■ **DATA FOR PROCESSING**:
▼▼▼

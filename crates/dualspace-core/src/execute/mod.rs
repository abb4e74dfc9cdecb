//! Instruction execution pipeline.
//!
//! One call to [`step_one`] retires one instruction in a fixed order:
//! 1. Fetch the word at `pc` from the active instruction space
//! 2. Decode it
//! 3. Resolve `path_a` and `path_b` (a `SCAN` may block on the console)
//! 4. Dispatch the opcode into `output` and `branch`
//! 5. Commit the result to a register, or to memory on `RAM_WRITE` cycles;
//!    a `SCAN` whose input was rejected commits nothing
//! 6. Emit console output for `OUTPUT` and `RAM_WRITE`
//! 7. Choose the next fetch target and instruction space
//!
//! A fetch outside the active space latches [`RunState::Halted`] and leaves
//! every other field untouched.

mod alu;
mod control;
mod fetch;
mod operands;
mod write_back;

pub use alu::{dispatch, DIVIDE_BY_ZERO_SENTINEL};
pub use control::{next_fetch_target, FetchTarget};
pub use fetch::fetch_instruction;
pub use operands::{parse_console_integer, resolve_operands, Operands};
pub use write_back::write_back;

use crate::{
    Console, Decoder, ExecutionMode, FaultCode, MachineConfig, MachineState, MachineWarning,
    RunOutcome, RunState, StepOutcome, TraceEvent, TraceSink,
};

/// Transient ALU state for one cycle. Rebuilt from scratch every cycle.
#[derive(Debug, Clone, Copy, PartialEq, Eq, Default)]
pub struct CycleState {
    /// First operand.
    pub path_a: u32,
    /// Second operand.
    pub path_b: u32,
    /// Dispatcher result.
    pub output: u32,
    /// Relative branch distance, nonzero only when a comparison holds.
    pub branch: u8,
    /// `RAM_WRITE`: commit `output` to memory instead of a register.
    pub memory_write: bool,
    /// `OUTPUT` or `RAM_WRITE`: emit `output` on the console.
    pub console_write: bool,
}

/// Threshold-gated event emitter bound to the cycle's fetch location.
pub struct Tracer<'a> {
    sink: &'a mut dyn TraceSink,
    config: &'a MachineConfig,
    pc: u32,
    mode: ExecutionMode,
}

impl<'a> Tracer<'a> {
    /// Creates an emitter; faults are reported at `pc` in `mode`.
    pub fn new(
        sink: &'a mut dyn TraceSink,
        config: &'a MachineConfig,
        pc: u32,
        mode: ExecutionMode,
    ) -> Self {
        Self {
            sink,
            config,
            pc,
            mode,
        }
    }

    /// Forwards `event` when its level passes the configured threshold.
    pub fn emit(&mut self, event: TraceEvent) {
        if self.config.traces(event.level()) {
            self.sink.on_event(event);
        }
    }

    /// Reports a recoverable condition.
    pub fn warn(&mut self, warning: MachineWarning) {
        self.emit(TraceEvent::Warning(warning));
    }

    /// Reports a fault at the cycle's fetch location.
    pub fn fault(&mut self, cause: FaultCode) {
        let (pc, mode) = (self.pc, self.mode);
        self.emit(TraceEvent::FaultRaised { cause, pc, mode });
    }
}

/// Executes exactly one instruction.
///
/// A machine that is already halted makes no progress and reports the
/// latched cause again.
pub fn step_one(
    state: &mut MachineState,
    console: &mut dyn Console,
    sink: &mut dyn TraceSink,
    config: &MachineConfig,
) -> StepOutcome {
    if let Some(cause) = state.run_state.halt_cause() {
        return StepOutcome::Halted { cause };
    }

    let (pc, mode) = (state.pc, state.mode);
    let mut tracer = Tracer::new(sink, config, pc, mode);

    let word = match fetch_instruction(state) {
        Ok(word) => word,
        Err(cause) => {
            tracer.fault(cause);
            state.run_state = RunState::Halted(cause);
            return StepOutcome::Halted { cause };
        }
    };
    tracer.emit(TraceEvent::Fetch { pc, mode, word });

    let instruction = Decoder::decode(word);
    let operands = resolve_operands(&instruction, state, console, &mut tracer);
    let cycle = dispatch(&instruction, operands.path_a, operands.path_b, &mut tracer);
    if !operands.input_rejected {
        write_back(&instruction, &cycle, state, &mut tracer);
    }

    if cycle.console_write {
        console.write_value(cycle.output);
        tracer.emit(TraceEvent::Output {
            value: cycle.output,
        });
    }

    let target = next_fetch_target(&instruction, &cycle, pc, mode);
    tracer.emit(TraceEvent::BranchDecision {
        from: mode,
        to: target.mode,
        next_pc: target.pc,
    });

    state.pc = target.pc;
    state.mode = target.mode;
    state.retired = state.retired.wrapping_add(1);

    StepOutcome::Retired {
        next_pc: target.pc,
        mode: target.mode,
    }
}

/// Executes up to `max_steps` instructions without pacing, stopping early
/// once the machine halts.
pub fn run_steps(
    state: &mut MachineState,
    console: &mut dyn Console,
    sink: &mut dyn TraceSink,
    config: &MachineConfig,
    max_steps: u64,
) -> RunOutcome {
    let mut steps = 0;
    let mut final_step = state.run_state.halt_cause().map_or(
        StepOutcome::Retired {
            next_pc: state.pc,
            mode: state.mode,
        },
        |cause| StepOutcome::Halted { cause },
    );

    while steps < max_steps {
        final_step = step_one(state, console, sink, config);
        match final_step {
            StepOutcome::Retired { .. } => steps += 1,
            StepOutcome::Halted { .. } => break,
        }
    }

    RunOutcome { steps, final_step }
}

▲▲▲

■ **REQUIREMENT**: Without skipping a line, retype the full listing.

■ **RESULT**:
filename crates/dualspace-core/src/execute/mod.rs
repository abb4e74dfc9cdecb
//! Instruction execution pipeline.
//!
//! One call to [`step_one`] retires one instruction in a fixed order:
//! 1. Fetch the word at `pc` from the active instruction space
//! 2. Decode it
//! 3. Resolve `path_a` and `path_b` (a `SCAN` may block on the console)
//! 4. Dispatch the opcode into `output` and `branch`
//! 5. Commit the result to a register, or to memory on `RAM_WRITE` cycles;
//!    a `SCAN` whose input was rejected commits nothing
//! 6. Emit console output for `OUTPUT` and `RAM_WRITE`
//! 7. Choose the next fetch target and instruction space
//!
//! A fetch outside the active space latches [`RunState::Halted`] and leaves
//! every other field untouched.

mod alu;
mod control;
mod fetch;
mod operands;
mod write_back;

pub use alu::{dispatch, DIVIDE_BY_ZERO_SENTINEL};
pub use control::{next_fetch_target, FetchTarget};
pub use fetch::fetch_instruction;
pub use operands::{parse_console_integer, resolve_operands, Operands};
pub use write_back::write_back;

use crate::{
    Console, Decoder, ExecutionMode, FaultCode, MachineConfig, MachineState, MachineWarning,
    RunOutcome, RunState, StepOutcome, TraceEvent, TraceSink,
};

/// Transient ALU state for one cycle. Rebuilt from scratch every cycle.
#[derive(Debug, Clone, Copy, PartialEq, Eq, Default)]
pub struct CycleState {
    /// First operand.
    pub path_a: u32,
    /// Second operand.
    pub path_b: u32,
    /// Dispatcher result.
    pub output: u32,
    /// Relative branch distance, nonzero only when a comparison holds.
    pub branch: u8,
    /// `RAM_WRITE`: commit `output` to memory instead of a register.
    pub memory_write: bool,
    /// `OUTPUT` or `RAM_WRITE`: emit `output` on the console.
    pub console_write: bool,
}

/// Threshold-gated event emitter bound to the cycle's fetch location.
pub struct Tracer<'a> {
    sink: &'a mut dyn TraceSink,
    config: &'a MachineConfig,
    pc: u32,
    mode: ExecutionMode,
}

impl<'a> Tracer<'a> {
    /// Creates an emitter; faults are reported at `pc` in `mode`.
    pub fn new(
        sink: &'a mut dyn TraceSink,
        config: &'a MachineConfig,
        pc: u32,
        mode: ExecutionMode,
    ) -> Self {
        Self {
            sink,
            config,
            pc,
            mode,
        }
    }

    /// Forwards `event` when its level passes the configured threshold.
    pub fn emit(&mut self, event: TraceEvent) {
        if self.config.traces(event.level()) {
            self.sink.on_event(event);
        }
    }

    /// Reports a recoverable condition.
    pub fn warn(&mut self, warning: MachineWarning) {
        self.emit(TraceEvent::Warning(warning));
    }

    /// Reports a fault at the cycle's fetch location.
    pub fn fault(&mut self, cause: FaultCode) {
        let (pc, mode) = (self.pc, self.mode);
        self.emit(TraceEvent::FaultRaised { cause, pc, mode });
    }
}

/// Executes exactly one instruction.
///
/// A machine that is already halted makes no progress and reports the
/// latched cause again.
pub fn step_one(
    state: &mut MachineState,
    console: &mut dyn Console,
    sink: &mut dyn TraceSink,
    config: &MachineConfig,
) -> StepOutcome {
    if let Some(cause) = state.run_state.halt_cause() {
        return StepOutcome::Halted { cause };
    }

    let (pc, mode) = (state.pc, state.mode);
    let mut tracer = Tracer::new(sink, config, pc, mode);

    let word = match fetch_instruction(state) {
        Ok(word) => word,
        Err(cause) => {
            tracer.fault(cause);
            state.run_state = RunState::Halted(cause);
            return StepOutcome::Halted { cause };
        }
    };
    tracer.emit(TraceEvent::Fetch { pc, mode, word });

    let instruction = Decoder::decode(word);
    let operands = resolve_operands(&instruction, state, console, &mut tracer);
    let cycle = dispatch(&instruction, operands.path_a, operands.path_b, &mut tracer);
    if !operands.input_rejected {
        write_back(&instruction, &cycle, state, &mut tracer);
    }

    if cycle.console_write {
        console.write_value(cycle.output);
        tracer.emit(TraceEvent::Output {
            value: cycle.output,
        });
    }

    let target = next_fetch_target(&instruction, &cycle, pc, mode);
    tracer.emit(TraceEvent::BranchDecision {
        from: mode,
        to: target.mode,
        next_pc: target.pc,
    });

    state.pc = target.pc;
    state.mode = target.mode;
    state.retired = state.retired.wrapping_add(1);

    StepOutcome::Retired {
        next_pc: target.pc,
        mode: target.mode,
    }
}

/// Executes up to `max_steps` instructions without pacing, stopping early
/// once the machine halts.
pub fn run_steps(
    state: &mut MachineState,
    console: &mut dyn Console,
    sink: &mut dyn TraceSink,
    config: &MachineConfig,
    max_steps: u64,
) -> RunOutcome {
    let mut steps = 0;
    let mut final_step = state.run_state.halt_cause().map_or(
        StepOutcome::Retired {
            next_pc: state.pc,
            mode: state.mode,
        },
        |cause| StepOutcome::Halted { cause },
    );

    while steps < max_steps {
        final_step = step_one(state, console, sink, config);
        match final_step {
            StepOutcome::Retired { .. } => steps += 1,
            StepOutcome::Halted { .. } => break,
        }
    }

    RunOutcome { steps, final_step }
}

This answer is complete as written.